Cimoszewicz otóż twierdzi, że zdaniem Krzysztofa Szamałka, autorytetu w dziedzinie geologii, rzekomo gigantyczne zasoby gazu łupkowego w Polsce są... wynikiem błędu w maszynopisie. U schyłku PRL prowadzono rzeczywiście badania geologiczne złóż łupkowych. I wówczas jakaś sekretarka miała postawić źle przecinek powiększając dziesięciokrotnie szacunki geologów. Błąd powielili ponoć Amerykanie, a my dwa lata temu ogłosiliśmy się europejskim Kuwejtem.

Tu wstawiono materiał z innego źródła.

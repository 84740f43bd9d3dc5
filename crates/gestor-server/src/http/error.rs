use axum::Json;
use axum::http::StatusCode;
use axum::response::{IntoResponse, Response};
use gestor_core::responses::ErrorResponse;
use gestor_db::StoreError;
use thiserror::Error;
use tracing::error;

/// Request failures other than validation, which is answered with the form.
#[derive(Debug, Error)]
pub enum ApiError {
    /// Malformed path id, unreadable body, or conflicting ids.
    #[error("{0}")]
    BadRequest(String),

    #[error("Subject {0} was not found")]
    NotFound(i64),

    #[error("Store error: {0}")]
    Store(StoreError),
}

impl From<StoreError> for ApiError {
    fn from(err: StoreError) -> Self {
        match err {
            StoreError::NotFound { id } => Self::NotFound(id),
            other => Self::Store(other),
        }
    }
}

impl ApiError {
    const fn status(&self) -> StatusCode {
        match self {
            Self::BadRequest(_) => StatusCode::BAD_REQUEST,
            Self::NotFound(_) => StatusCode::NOT_FOUND,
            Self::Store(_) => StatusCode::INTERNAL_SERVER_ERROR,
        }
    }

    const fn kind(&self) -> &'static str {
        match self {
            Self::BadRequest(_) => "bad_request",
            Self::NotFound(_) => "not_found",
            Self::Store(_) => "store_error",
        }
    }
}

impl IntoResponse for ApiError {
    fn into_response(self) -> Response {
        let message = match &self {
            Self::Store(err) => {
                // Store details stay in the log.
                error!(error = %err, "subject store failure");
                "The subject store could not complete the request.".to_string()
            }
            other => other.to_string(),
        };
        let body = ErrorResponse {
            error: self.kind().to_string(),
            message,
        };
        (self.status(), Json(body)).into_response()
    }
}
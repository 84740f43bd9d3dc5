//! Command handlers for the `gestor` binary.

pub mod migrate;
pub mod serve;

use gestor_config::GestorConfig;

use crate::cli::{Commands, DatabaseArgs};

/// Dispatch a parsed command to the corresponding handler module.
pub async fn dispatch(command: Commands, config: &GestorConfig) -> anyhow::Result<()> {
    match command {
        Commands::Serve(args) => serve::handle(&args, config).await,
        Commands::Migrate(args) => migrate::handle(&args, config).await,
    }
}

/// Database path from `--db`, falling back to `database.path`.
///
/// # Errors
///
/// Fails when neither source names a database.
pub fn resolve_db_path(args: &DatabaseArgs, config: &GestorConfig) -> anyhow::Result<String> {
    match args.db.as_deref().map(str::trim) {
        Some(path) if !path.is_empty() => Ok(path.to_string()),
        _ => Ok(config.database.require_path()?.to_string()),
    }
}
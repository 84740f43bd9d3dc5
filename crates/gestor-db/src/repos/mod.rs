//! Repository modules implementing [`crate::SubjectStore`] over libSQL.
//!
//! Each module adds trait impls or methods to `GestorDb`.

pub mod subject;
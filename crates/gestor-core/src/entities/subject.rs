use schemars::JsonSchema;
use serde::{Deserialize, Serialize};

use super::DEFAULT_AREA;

/// A course subject as persisted by the store.
///
/// `total_hours` is always `component_cd + component_cp + component_aa`; it is
/// derived before every write and never taken from client input.
#[derive(Debug, Clone, Serialize, Deserialize, JsonSchema, PartialEq, Eq)]
pub struct CourseSubject {
    pub id: i64,
    pub name: String,
    pub code: String,
    pub credits: i64,
    /// Weekly hours of direct instruction.
    pub component_cd: i64,
    /// Weekly hours of practical work.
    pub component_cp: i64,
    /// Weekly hours of autonomous work.
    pub component_aa: i64,
    pub total_hours: i64,
    pub area: String,
}

/// A candidate subject that has not been written to the store yet.
///
/// `id` is `None` for creations and carries the target id for edits.
#[derive(Debug, Clone, Serialize, Deserialize, JsonSchema, PartialEq, Eq)]
pub struct SubjectDraft {
    pub id: Option<i64>,
    pub name: String,
    pub code: String,
    pub credits: i64,
    pub component_cd: i64,
    pub component_cp: i64,
    pub component_aa: i64,
    pub total_hours: i64,
    pub area: String,
}

impl Default for SubjectDraft {
    fn default() -> Self {
        Self {
            id: None,
            name: String::new(),
            code: String::new(),
            credits: 0,
            component_cd: 0,
            component_cp: 0,
            component_aa: 0,
            total_hours: 0,
            area: DEFAULT_AREA.to_string(),
        }
    }
}

impl SubjectDraft {
    /// Weekly hours the components must add up to for this credit count.
    ///
    /// Zero-credit subjects still carry two hours; every credit is worth three.
    #[must_use]
    pub const fn expected_hours(&self) -> i64 {
        if self.credits == 0 {
            2
        } else {
            self.credits.saturating_mul(3)
        }
    }

    /// Sum of the three weekly hour components.
    #[must_use]
    pub const fn component_sum(&self) -> i64 {
        self.component_cd
            .saturating_add(self.component_cp)
            .saturating_add(self.component_aa)
    }

    /// Attach a store-assigned id, producing the persisted shape.
    #[must_use]
    pub fn into_subject(self, id: i64) -> CourseSubject {
        CourseSubject {
            id,
            name: self.name,
            code: self.code,
            credits: self.credits,
            component_cd: self.component_cd,
            component_cp: self.component_cp,
            component_aa: self.component_aa,
            total_hours: self.total_hours,
            area: self.area,
        }
    }
}

impl From<CourseSubject> for SubjectDraft {
    fn from(subject: CourseSubject) -> Self {
        Self {
            id: Some(subject.id),
            name: subject.name,
            code: subject.code,
            credits: subject.credits,
            component_cd: subject.component_cd,
            component_cp: subject.component_cp,
            component_aa: subject.component_aa,
            total_hours: subject.total_hours,
            area: subject.area,
        }
    }
}
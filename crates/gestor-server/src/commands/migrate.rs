use anyhow::Context;
use gestor_config::GestorConfig;
use gestor_db::GestorDb;
use tracing::info;

use crate::cli::DatabaseArgs;

/// Handle `gestor migrate`.
///
/// Opening the database applies every embedded migration.
pub async fn handle(args: &DatabaseArgs, config: &GestorConfig) -> anyhow::Result<()> {
    let path = super::resolve_db_path(args, config)?;
    GestorDb::open_local(&path)
        .await
        .with_context(|| format!("failed to migrate database at {path}"))?;

    info!(path = %path, "migrations applied");
    println!("migrations applied to {path}");
    Ok(())
}
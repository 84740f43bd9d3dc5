use clap::{Args, Subcommand};

/// Commands understood by the `gestor` binary.
#[derive(Debug, Clone, PartialEq, Eq, Subcommand)]
pub enum Commands {
    /// Run the HTTP server
    Serve(ServeArgs),
    /// Apply database migrations and exit
    Migrate(DatabaseArgs),
}

#[derive(Debug, Clone, Default, PartialEq, Eq, Args)]
pub struct ServeArgs {
    /// Socket address to listen on (overrides `server.bind`)
    #[arg(long)]
    pub bind: Option<String>,

    #[command(flatten)]
    pub database: DatabaseArgs,
}

#[derive(Debug, Clone, Default, PartialEq, Eq, Args)]
pub struct DatabaseArgs {
    /// Database file path or `:memory:` (overrides `database.path`)
    #[arg(long)]
    pub db: Option<String>,
}
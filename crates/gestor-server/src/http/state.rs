use std::sync::Arc;

use gestor_db::SubjectStore;

/// Shared handler state: the subject store behind a trait object.
#[derive(Clone)]
pub struct AppState {
    pub store: Arc<dyn SubjectStore>,
}

impl AppState {
    pub fn new(store: impl SubjectStore + 'static) -> Self {
        Self {
            store: Arc::new(store),
        }
    }

    /// Share an existing store, so tests can inspect it after requests.
    pub fn from_shared(store: Arc<dyn SubjectStore>) -> Self {
        Self { store }
    }
}
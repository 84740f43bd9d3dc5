//! # gestor-db
//!
//! Record store for Gestor course subjects.
//!
//! [`SubjectStore`] is the capability request handlers depend on. Two
//! implementations ship here:
//! - [`GestorDb`], backed by a local libSQL database whose schema is created by
//!   embedded migrations on open.
//! - [`memory::MemoryStore`], an in-memory fake with the same semantics.

pub mod error;
pub mod memory;
mod migrations;
pub mod repos;
pub mod store;

pub use error::StoreError;
pub use memory::MemoryStore;
pub use store::SubjectStore;

use std::time::Duration;

use libsql::Builder;

/// Path that selects a private in-memory database.
pub const MEMORY_PATH: &str = ":memory:";

/// How long a connection waits on a locked database before failing.
pub const BUSY_TIMEOUT: Duration = Duration::from_secs(5);

/// libSQL-backed subject store.
///
/// Every store operation opens its own connection and drops it when the
/// operation returns. An in-memory database exists only as long as one
/// connection to it does, so `:memory:` pins a single shared connection
/// instead.
///
/// Writers on separate connections contend for the file lock. Every
/// connection waits up to [`BUSY_TIMEOUT`] for it, and file databases run in
/// WAL mode so readers never block the writer.
pub struct GestorDb {
    db: libsql::Database,
    pinned: Option<libsql::Connection>,
}

impl GestorDb {
    /// Open a local database at the given path, or `:memory:`.
    ///
    /// Runs migrations automatically on open.
    ///
    /// # Errors
    ///
    /// Returns `StoreError` if the database cannot be opened or migrations
    /// fail.
    pub async fn open_local(path: &str) -> Result<Self, StoreError> {
        let db = Builder::new_local(path).build().await?;
        let pinned = if path == MEMORY_PATH {
            Some(with_busy_timeout(db.connect()?)?)
        } else {
            None
        };

        let gestor_db = Self { db, pinned };
        if gestor_db.pinned.is_none() {
            gestor_db.enable_wal().await?;
        }
        gestor_db.run_migrations().await?;
        tracing::debug!(path, "database opened");
        Ok(gestor_db)
    }

    /// Acquire a connection for one unit of work.
    ///
    /// # Errors
    ///
    /// Returns `StoreError::LibSql` if a new connection cannot be opened.
    pub fn connect(&self) -> Result<libsql::Connection, StoreError> {
        match &self.pinned {
            Some(conn) => Ok(conn.clone()),
            None => with_busy_timeout(self.db.connect()?),
        }
    }

    /// Switch a file database to write-ahead logging. The mode is stored in
    /// the file, so later connections inherit it.
    async fn enable_wal(&self) -> Result<(), StoreError> {
        let conn = self.connect()?;
        let mut rows = conn.query("PRAGMA journal_mode = WAL", ()).await?;
        let mode = match rows.next().await? {
            Some(row) => row.get::<String>(0)?,
            None => return Err(StoreError::NoResult),
        };
        tracing::debug!(mode = %mode, "journal mode set");
        Ok(())
    }
}

fn with_busy_timeout(conn: libsql::Connection) -> Result<libsql::Connection, StoreError> {
    conn.busy_timeout(BUSY_TIMEOUT)?;
    Ok(conn)
}
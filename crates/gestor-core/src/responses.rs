//! JSON response types returned by the `gestor` HTTP server.

use schemars::JsonSchema;
use serde::{Deserialize, Serialize};

use crate::entities::{CourseSubject, SubjectDraft};
use crate::validation::{Assessment, ValidationFailure};

/// Response from `GET /subjects`.
#[derive(Debug, Clone, Serialize, Deserialize, JsonSchema, PartialEq, Eq)]
pub struct SubjectListResponse {
    pub subjects: Vec<CourseSubject>,
    pub total: usize,
}

impl From<Vec<CourseSubject>> for SubjectListResponse {
    fn from(subjects: Vec<CourseSubject>) -> Self {
        Self {
            total: subjects.len(),
            subjects,
        }
    }
}

/// Form payload for redisplay: the bound input plus why it was rejected.
///
/// Returned by `GET /subjects/new` (no failures) and by rejected submissions.
#[derive(Debug, Clone, Serialize, Deserialize, JsonSchema, PartialEq, Eq)]
pub struct SubjectFormResponse {
    pub subject: SubjectDraft,
    pub failures: Vec<ValidationFailure>,
}

impl From<Assessment> for SubjectFormResponse {
    fn from(assessment: Assessment) -> Self {
        let (subject, failures) = assessment.into_parts();
        Self { subject, failures }
    }
}

/// Body of every non-validation error response.
#[derive(Debug, Clone, Serialize, Deserialize, JsonSchema, PartialEq, Eq)]
pub struct ErrorResponse {
    pub error: String,
    pub message: String,
}
//! Entity structs for the Gestor domain.
//!
//! `CourseSubject` maps to the `course_subjects` table. `SubjectDraft` is the
//! candidate shape a subject takes before the store assigns it an id. All
//! structs derive `Serialize`, `Deserialize`, and `JsonSchema`.

mod subject;

pub use subject::{CourseSubject, SubjectDraft};

/// Area assigned to a subject submitted with a blank area.
pub const DEFAULT_AREA: &str = "sin área";

/// Column names, used as the `field` of field-level validation failures.
pub mod fields {
    pub const ID: &str = "id";
    pub const NAME: &str = "name";
    pub const CODE: &str = "code";
    pub const CREDITS: &str = "credits";
    pub const COMPONENT_CD: &str = "component_cd";
    pub const COMPONENT_CP: &str = "component_cp";
    pub const COMPONENT_AA: &str = "component_aa";
    pub const AREA: &str = "area";
}
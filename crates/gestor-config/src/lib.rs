//! # gestor-config
//!
//! Settings for the `gestor` binary: where the subject database lives, which
//! address the HTTP server listens on, and an optional log filter.
//!
//! Later sources override earlier ones:
//!
//! | Source | Example |
//! |--------|---------|
//! | built-in defaults | `database.path = "gestor.db"` |
//! | `~/.config/gestor/config.toml` | per-user settings |
//! | `.gestor/config.toml` | per-checkout settings |
//! | `GESTOR_<SECTION>__<KEY>` | `GESTOR_SERVER__BIND=0.0.0.0:8080` |
//!
//! ```no_run
//! let config = gestor_config::GestorConfig::load_with_dotenv().expect("config");
//! let addr = config.server.socket_addr().expect("bind address");
//! println!("{} on {addr}", config.database.path);
//! ```

mod database;
mod error;
mod general;
mod server;

pub use database::DatabaseConfig;
pub use error::ConfigError;
pub use general::GeneralConfig;
pub use server::{ServerConfig, parse_bind};

use figment::{
    Figment,
    providers::{Env, Format, Serialized, Toml},
};
use serde::{Deserialize, Serialize};
use std::path::PathBuf;

/// Prefix for environment overrides.
pub const ENV_PREFIX: &str = "GESTOR_";

const CONFIG_FILE: &str = "config.toml";

#[derive(Debug, Clone, Default, Deserialize, Serialize)]
pub struct GestorConfig {
    #[serde(default)]
    pub database: DatabaseConfig,
    #[serde(default)]
    pub server: ServerConfig,
    #[serde(default)]
    pub general: GeneralConfig,
}

impl GestorConfig {
    /// Resolve settings from defaults, config files, and `GESTOR_*` variables.
    ///
    /// # Errors
    ///
    /// Returns `ConfigError::Load` if a source cannot be read or a value has
    /// the wrong type.
    pub fn load() -> Result<Self, ConfigError> {
        Ok(Self::figment().extract()?)
    }

    /// Like [`Self::load`], after exporting a `.env` from the working
    /// directory into the process environment.
    ///
    /// # Errors
    ///
    /// Same as [`Self::load`].
    pub fn load_with_dotenv() -> Result<Self, ConfigError> {
        // A missing .env is normal outside development.
        let _ = dotenvy::dotenv();
        Self::load()
    }

    /// Provider chain behind [`Self::load`], exposed for tests.
    pub fn figment() -> Figment {
        Self::config_files()
            .into_iter()
            .filter(|path| path.exists())
            .fold(
                Figment::from(Serialized::defaults(Self::default())),
                |figment, path| figment.merge(Toml::file(path)),
            )
            .merge(Env::prefixed(ENV_PREFIX).split("__"))
    }

    /// Candidate TOML files, lowest priority first.
    fn config_files() -> Vec<PathBuf> {
        dirs::config_dir()
            .map(|dir| dir.join("gestor").join(CONFIG_FILE))
            .into_iter()
            .chain(std::iter::once(PathBuf::from(".gestor").join(CONFIG_FILE)))
            .collect()
    }
}

#[cfg(test)]
mod tests {
    use super::*;

    #[test]
    fn default_config_loads() {
        let config = GestorConfig::default();
        assert_eq!(config.database.path, "gestor.db");
        assert_eq!(config.server.bind, "127.0.0.1:8080");
        assert_eq!(config.general.log_filter(), None);
    }

    #[test]
    fn project_file_outranks_user_file() {
        let files = GestorConfig::config_files();
        assert_eq!(files.last(), Some(&PathBuf::from(".gestor/config.toml")));
    }

    #[test]
    fn figment_builds_without_files() {
        figment::Jail::expect_with(|_jail| {
            let config: GestorConfig = GestorConfig::figment().extract()?;
            assert_eq!(config.database.path, "gestor.db");
            assert!(config.server.socket_addr().is_ok());
            Ok(())
        });
    }
}
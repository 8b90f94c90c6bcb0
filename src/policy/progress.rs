use std::sync::{Arc, Mutex};

/// Cross-episode training progress, owned by the training loop.
///
/// Policies that score an episode relative to past episodes (see
/// `RelativeScorePolicy`) receive a shared handle at construction instead
/// of keeping their own global baseline, so vectorized environments update
/// one explicitly shared value with a single owner.
#[derive(Debug)]
pub struct TrainingProgressState {
    running_mean_score: f64,
    last_score: f64,
    alpha: f64,
}

pub type SharedProgress = Arc<Mutex<TrainingProgressState>>;

impl TrainingProgressState {
    /// `alpha` is the EWMA retention factor; 0.999 keeps roughly the last
    /// thousand episodes in view.
    pub fn new(alpha: f64) -> Self {
        Self {
            running_mean_score: 1.0,
            last_score: 0.0,
            alpha,
        }
    }

    pub fn shared(alpha: f64) -> SharedProgress {
        Arc::new(Mutex::new(Self::new(alpha)))
    }

    /// Folds a finished episode's score into the running mean.
    pub fn record_episode(&mut self, score: f64) {
        self.last_score = score;
        self.running_mean_score =
            self.running_mean_score * self.alpha + score * (1.0 - self.alpha);
        tracing::info!(score, running_mean = self.running_mean_score, "episode scored");
    }

    pub fn running_mean(&self) -> f64 {
        self.running_mean_score
    }

    pub fn last_score(&self) -> f64 {
        self.last_score
    }
}

#[cfg(test)]
mod tests {
    use super::*;

    #[test]
    fn test_record_episode_moves_the_mean() {
        let mut progress = TrainingProgressState::new(0.9);
        progress.record_episode(11.0);
        assert!((progress.running_mean() - (1.0 * 0.9 + 11.0 * 0.1)).abs() < 1e-12);
        assert_eq!(progress.last_score(), 11.0);
    }

    #[test]
    fn test_shared_handle_updates_one_value() {
        let shared = TrainingProgressState::shared(0.5);
        let other = Arc::clone(&shared);
        shared.lock().unwrap().record_episode(3.0);
        assert_eq!(other.lock().unwrap().last_score(), 3.0);
    }
}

Czytaj też: Kapitalizm zabrnął w ślepą uliczkę
Jednak nie wyobrażam sobie, by rząd polski przyjął amerykańskie szacunki na wiarę. W marcu tego roku Państwowy Instytut Geologiczny opublikował raport, z którego wynika, że nasze zasoby gazu łupkowego wynoszą ok. 500 miliardów metrów sześciennych. Kuwejtem nie będziemy, ale biorąc pod uwagę, że rocznie importujemy ok. 10 miliardów metrów - nie powinno być tak źle, jak wieszczy prof. Szamałek. Chyba że w PIG ktoś się pomylił przy stawianiu przecinków...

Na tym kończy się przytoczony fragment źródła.